The college wanted to use the center as a satellite campus but wanted to avoid having to repay $900,000 in federal tuition refunds due to the center's students. The department was insisting that the students - and the taxpayers - be protected as a condition of the takeover.

Nadler, Rep. Benjamin A. Gilman, R-N.Y., and six aides to other New York lawmakers lectured the bureaucrats for almost four hours, not letting them go until 8:15 p.m., according to a written summary of the meeting.

"The amount of political pressure exerted against the department was truly extraordinary in this case," Diane Sedicum, a department official, wrote in a memorandum a few days after the meeting of April 28, 1993.

She called the session politically charged, volatile and potentially intimidating.

Nadler denies that he was exerting undue pressure.

"This was a constituency problem, and I was trying to get a bureaucracy to interpret their rules reasonably," he said. He had no leverage over the department's budget and made no threats, Nadler said, although he acknowledged being forceful.

"What in New York is regarded as mild discourse, here is regarded as heavy pressure.

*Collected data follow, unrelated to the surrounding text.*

//! Field rule table for the publish form
//!
//! Each field owns an ordered list of rules. A rule pairs a [`Check`] with
//! the message shown when it fails. Order matters: the first failing
//! message is the one the wizard shows under the input, the rest are kept
//! for the full error list.
//!
//! Length and magnitude checks pass on empty values (null or `""`) so a
//! blank field reports only its `required` message.

use serde_json::Value;

use crate::types::Field;
use crate::value::{
    as_text, has_text, is_empty, is_integer, is_web_whitespace, item_count, text_length, to_number,
};

/// Predicate applied to a raw field value.
#[derive(Debug, Clone, Copy, PartialEq)]
pub enum Check {
    /// Text that is not blank after trimming
    RequiredText,
    /// Anything but null or `""`
    Required,
    /// Anything but null
    Present,
    /// Text length (UTF-16 units) of at least n
    MinLength(usize),
    /// Text length (UTF-16 units) of at most n
    MaxLength(usize),
    /// Only characters accepted in a venue name
    NameCharacters,
    /// Numeric value within `[min, max]`
    Between(f64, f64),
    /// Numeric value strictly greater than the bound
    GreaterThan(f64),
    /// Numeric value of at least the bound
    AtLeast(f64),
    /// Numeric value of at most the bound
    AtMost(f64),
    /// Numeric value without a fractional part
    Integer,
    /// A list with at least one element
    NonEmptyList,
    /// A list with at most n elements
    MaxItems(usize),
    /// Non-null identifier greater than zero
    PositiveId,
}

impl Check {
    /// Evaluate the check against a raw value.
    pub fn passes(&self, value: &Value) -> bool {
        match *self {
            Self::RequiredText => has_text(value),
            Self::Required => !is_empty(value),
            Self::Present => !value.is_null(),
            Self::MinLength(min) => {
                is_empty(value) || text_length(value).is_some_and(|len| len >= min)
            }
            Self::MaxLength(max) => {
                is_empty(value) || text_length(value).is_some_and(|len| len <= max)
            }
            Self::NameCharacters => {
                is_empty(value) || as_text(value).is_some_and(|text| text.chars().all(is_name_char))
            }
            Self::Between(min, max) => {
                if is_empty(value) {
                    return true;
                }
                let n = to_number(value);
                n >= min && n <= max
            }
            Self::GreaterThan(bound) => is_empty(value) || to_number(value) > bound,
            Self::AtLeast(bound) => is_empty(value) || to_number(value) >= bound,
            Self::AtMost(bound) => is_empty(value) || to_number(value) <= bound,
            Self::Integer => is_empty(value) || is_integer(to_number(value)),
            Self::NonEmptyList => item_count(value).is_some_and(|count| count > 0),
            Self::MaxItems(max) => {
                is_empty(value) || item_count(value).is_some_and(|count| count <= max)
            }
            Self::PositiveId => !value.is_null() && to_number(value) > 0.0,
        }
    }
}

/// Letters (with Spanish accented vowels and ñ), digits, whitespace and `-.,()`.
fn is_name_char(c: char) -> bool {
    c.is_ascii_alphanumeric()
        || is_web_whitespace(c)
        || matches!(
            c,
            'á' | 'é' | 'í' | 'ó' | 'ú' | 'Á' | 'É' | 'Í' | 'Ó' | 'Ú' | 'ñ' | 'Ñ'
        )
        || matches!(c, '-' | '.' | ',' | '(' | ')')
}

/// A check paired with its failure message.
#[derive(Debug, Clone, Copy, PartialEq)]
pub struct FieldRule {
    pub check: Check,
    pub message: &'static str,
}

impl FieldRule {
    const fn new(check: Check, message: &'static str) -> Self {
        Self { check, message }
    }

    pub fn passes(&self, value: &Value) -> bool {
        self.check.passes(value)
    }
}

const LOCAL_NAME: &[FieldRule] = &[
    FieldRule::new(Check::RequiredText, "El nombre es obligatorio"),
    FieldRule::new(Check::MinLength(5), "El nombre debe tener al menos 5 caracteres"),
    FieldRule::new(Check::MaxLength(100), "El nombre no puede exceder 100 caracteres"),
    FieldRule::new(Check::NameCharacters, "El nombre contiene caracteres no permitidos"),
];

const DESCRIPTION_MESSAGE: &[FieldRule] = &[
    FieldRule::new(Check::RequiredText, "La descripcion es obligatoria"),
    FieldRule::new(Check::MinLength(20), "La descripcion debe tener al menos 20 caracteres"),
    FieldRule::new(Check::MaxLength(1000), "La descripcion no puede exceder 1000 caracteres"),
];

const COUNTRY: &[FieldRule] = &[
    FieldRule::new(Check::RequiredText, "El pais es obligatorio"),
    FieldRule::new(Check::MinLength(3), "Ingresa un pais valido"),
];

const CITY: &[FieldRule] = &[
    FieldRule::new(Check::RequiredText, "El departamento es obligatorio"),
    FieldRule::new(Check::MinLength(3), "Ingresa un departamento valido"),
];

const DISTRICT: &[FieldRule] = &[
    FieldRule::new(Check::RequiredText, "El distrito es obligatorio"),
    FieldRule::new(Check::MinLength(3), "Ingresa un distrito valido"),
];

const STREET: &[FieldRule] = &[
    FieldRule::new(Check::RequiredText, "La direccion es obligatoria"),
    FieldRule::new(Check::MinLength(5), "La direccion debe tener al menos 5 caracteres"),
];

const LATITUDE: &[FieldRule] = &[
    FieldRule::new(Check::Present, "Selecciona la ubicacion en el mapa"),
    FieldRule::new(Check::Between(-90.0, 90.0), "Latitud invalida"),
];

const LONGITUDE: &[FieldRule] = &[
    FieldRule::new(Check::Present, "Selecciona la ubicacion en el mapa"),
    FieldRule::new(Check::Between(-180.0, 180.0), "Longitud invalida"),
];

const PRICE: &[FieldRule] = &[
    FieldRule::new(Check::Required, "El precio es obligatorio"),
    FieldRule::new(Check::GreaterThan(0.0), "El precio debe ser mayor a 0"),
    FieldRule::new(Check::AtMost(10_000.0), "El precio no puede exceder S/ 10,000 por hora"),
];

const CAPACITY: &[FieldRule] = &[
    FieldRule::new(Check::Required, "El aforo es obligatorio"),
    FieldRule::new(Check::AtLeast(1.0), "El aforo minimo es 1 persona"),
    FieldRule::new(Check::AtMost(10_000.0), "El aforo no puede exceder 10,000 personas"),
    FieldRule::new(Check::Integer, "El aforo debe ser un numero entero"),
];

const PHOTO_URLS: &[FieldRule] = &[
    FieldRule::new(Check::NonEmptyList, "Debes agregar al menos una imagen"),
    FieldRule::new(Check::MaxItems(10), "No puedes agregar mas de 10 imagenes"),
];

const FEATURES: &[FieldRule] = &[FieldRule::new(
    Check::NonEmptyList,
    "Debes agregar al menos una caracteristica",
)];

const LOCAL_CATEGORY_ID: &[FieldRule] = &[FieldRule::new(
    Check::PositiveId,
    "Debes seleccionar una categoria",
)];

/// Ordered rules for a field.
pub fn rules_for(field: Field) -> &'static [FieldRule] {
    match field {
        Field::LocalName => LOCAL_NAME,
        Field::DescriptionMessage => DESCRIPTION_MESSAGE,
        Field::Country => COUNTRY,
        Field::City => CITY,
        Field::District => DISTRICT,
        Field::Street => STREET,
        Field::Latitude => LATITUDE,
        Field::Longitude => LONGITUDE,
        Field::Price => PRICE,
        Field::Capacity => CAPACITY,
        Field::PhotoUrls => PHOTO_URLS,
        Field::Features => FEATURES,
        Field::LocalCategoryId => LOCAL_CATEGORY_ID,
    }
}

/// Messages of every rule the value fails, in rule order.
pub fn failing_messages(field: Field, value: &Value) -> Vec<&'static str> {
    rules_for(field)
        .iter()
        .filter(|rule| !rule.passes(value))
        .map(|rule| rule.message)
        .collect()
}

/// True when the value passes every rule of the field. Stops at the first failure.
pub fn satisfies(field: Field, value: &Value) -> bool {
    rules_for(field).iter().all(|rule| rule.passes(value))
}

Maybe it's cultural," he joked.

Ultimately, the takeover bid failed and the media school folded.

David Longanecker, the department assistant secretary who oversees student aid, said he saw the pressure as part of the normal give-and-take between the department and Congress. Most of it is "wholly appropriate," he said, although he acknowledged that it could feel threatening to enforcement personnel.

He said that only once during his two-year tenure has he felt truly uncomfortable with a request from a member of Congress, "where a person suggested retribution. I thought the overture from the congressperson was out of line. There was clearly a sort of quid pro quo suggested. …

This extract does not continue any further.